Bernard Frize- Frappant, 2005. 100 x 100 cm. Schiuma, poliestere, forex, ecc. Collezione privata. © Bernard Frize/Adagp, Parigi 2019. Vista della mostra. Foto di: IdeelArt.

Bernard Frize- Oma, 2007. Acrilico su tela. 240,5 x 310 cm. Centre Pompidou, Musée national d’art moderne, Parigi. © Bernard Frize/Adagp, Parigi 2019. Vista della mostra. Foto di: IdeelArt.
Sistemi di Caso
Un punto chiave che Frize sottolinea spesso riguardo al suo metodo è che il caso è importante. Anche se avvia ogni nuova serie stabilendo un insieme di regole per essa, lo fa solo come modo per iniziare. La struttura gli dà uno spazio in cui intuire, e accoglie gli incidenti che emergono mentre lavora. Ha parlato, per esempio, di lasciare che un dipinto goccioli su quello successivo così che le gocce casuali possano offrirgli un nuovo punto di partenza, o di lasciare che i fallimenti di una composizione ispirino l’inizio della successiva. La cosa più gratificante della curatela di Bernard Frize—Senza Rimorso è come essa massimizza anche il caso. Se guardassimo queste opere nell’ordine in cui sono state realizzate, ci preoccuperemmo interamente di ammirare l’evoluzione di ogni serie. Spargendole casualmente, la curatela ci libera da quel vincolo.

Bernard Frize- Senza Rimorso al Centre Pompidou, vista della mostra. © Bernard Frize/Adagp, Parigi 2019. Foto di: IdeelArt.

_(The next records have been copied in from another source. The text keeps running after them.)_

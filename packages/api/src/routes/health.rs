use std::time::Instant;

use axum::{Json, Router, extract::State, routing::get};
use serde::{Deserialize, Serialize};
use utoipa::ToSchema;

use crate::{error::ApiError, state::AppState};

pub fn routes() -> Router<AppState> {
    Router::new()
        .route("/", get(health))
        .route("/db", get(db_health))
}

#[derive(Serialize, Deserialize, ToSchema)]
pub struct HealthResponse {
    pub status: String,
}

#[derive(Serialize, Deserialize, ToSchema)]
pub struct DbHealthResponse {
    pub rtt: u128,
}

#[utoipa::path(
    get,
    path = "/health",
    tag = "health",
    responses(
        (status = 200, description = "Service is healthy", body = HealthResponse)
    )
)]
#[tracing::instrument(name = "GET /health")]
pub async fn health() -> Result<Json<HealthResponse>, ApiError> {
    Ok(Json(HealthResponse {
        status: "ok".to_string(),
    }))
}

#[utoipa::path(
    get,
    path = "/health/db",
    tag = "health",
    responses(
        (status = 200, description = "Database health check with round-trip time", body = DbHealthResponse)
    )
)]
#[tracing::instrument(name = "GET /health/db", skip(state))]
pub async fn db_health(State(state): State<AppState>) -> Result<Json<DbHealthResponse>, ApiError> {
    let now = Instant::now();
    state.db.ping().await?;
    let elapsed = now.elapsed();
    Ok(Json(DbHealthResponse {
        rtt: elapsed.as_millis(),
    }))
}
use axum::{Router, routing::get};

use crate::state::AppState;

pub mod list_categories;
pub mod list_products;
pub mod list_sizes;
pub mod products_by_category;

pub fn routes() -> Router<AppState> {
    Router::new()
        .route("/", get(list_products::list_products))
        .route("/categories", get(list_categories::list_categories))
        .route(
            "/category/{category_id}",
            get(products_by_category::products_by_category),
        )
        .route("/sizes", get(list_sizes::list_sizes))
}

Paradossalmente, però, quando incontriamo un’opera di una serie che abbiamo già visto una volta prima, ci viene ricordato che Frize lavora in serie. Questa rivelazione si verifica frequentemente in Senza Rimorso, facendo sentire che, dopotutto, questa è davvero una mostra sulla struttura. Eppure lungo il percorso non erige mai la struttura come un monumento inattaccabile. Al contrario. Ci mostra come le strutture abbiano una durata, e valgano solo quanto gli atti creativi che generano. Frize potrebbe avere ragione nel pensare che sia impossibile infondere un significato e un intento assoluti in un dipinto astratto. Ma c’è qualcosa di profondamente umano nei suoi gesti assurdi, nella metodologia casuale e nei processi autoavveranti. Quel elemento umano vale la pena di essere cercato in queste tele. Potrebbe essere il motivo per cui, anche quando il lavoro fallisce, o sembra privo di significato, l’artista non dovrebbe avere rimorsi.
Immagine in evidenza: Bernard Frize - Perma, 2006. Acrilico e resina su tela. 132 x 174 cm. Cortesia Galerie Perrotin & Bernard Frize. © Bernard Frize/Adagp, Parigi 2019. Vista della mostra. Foto di: IdeelArt.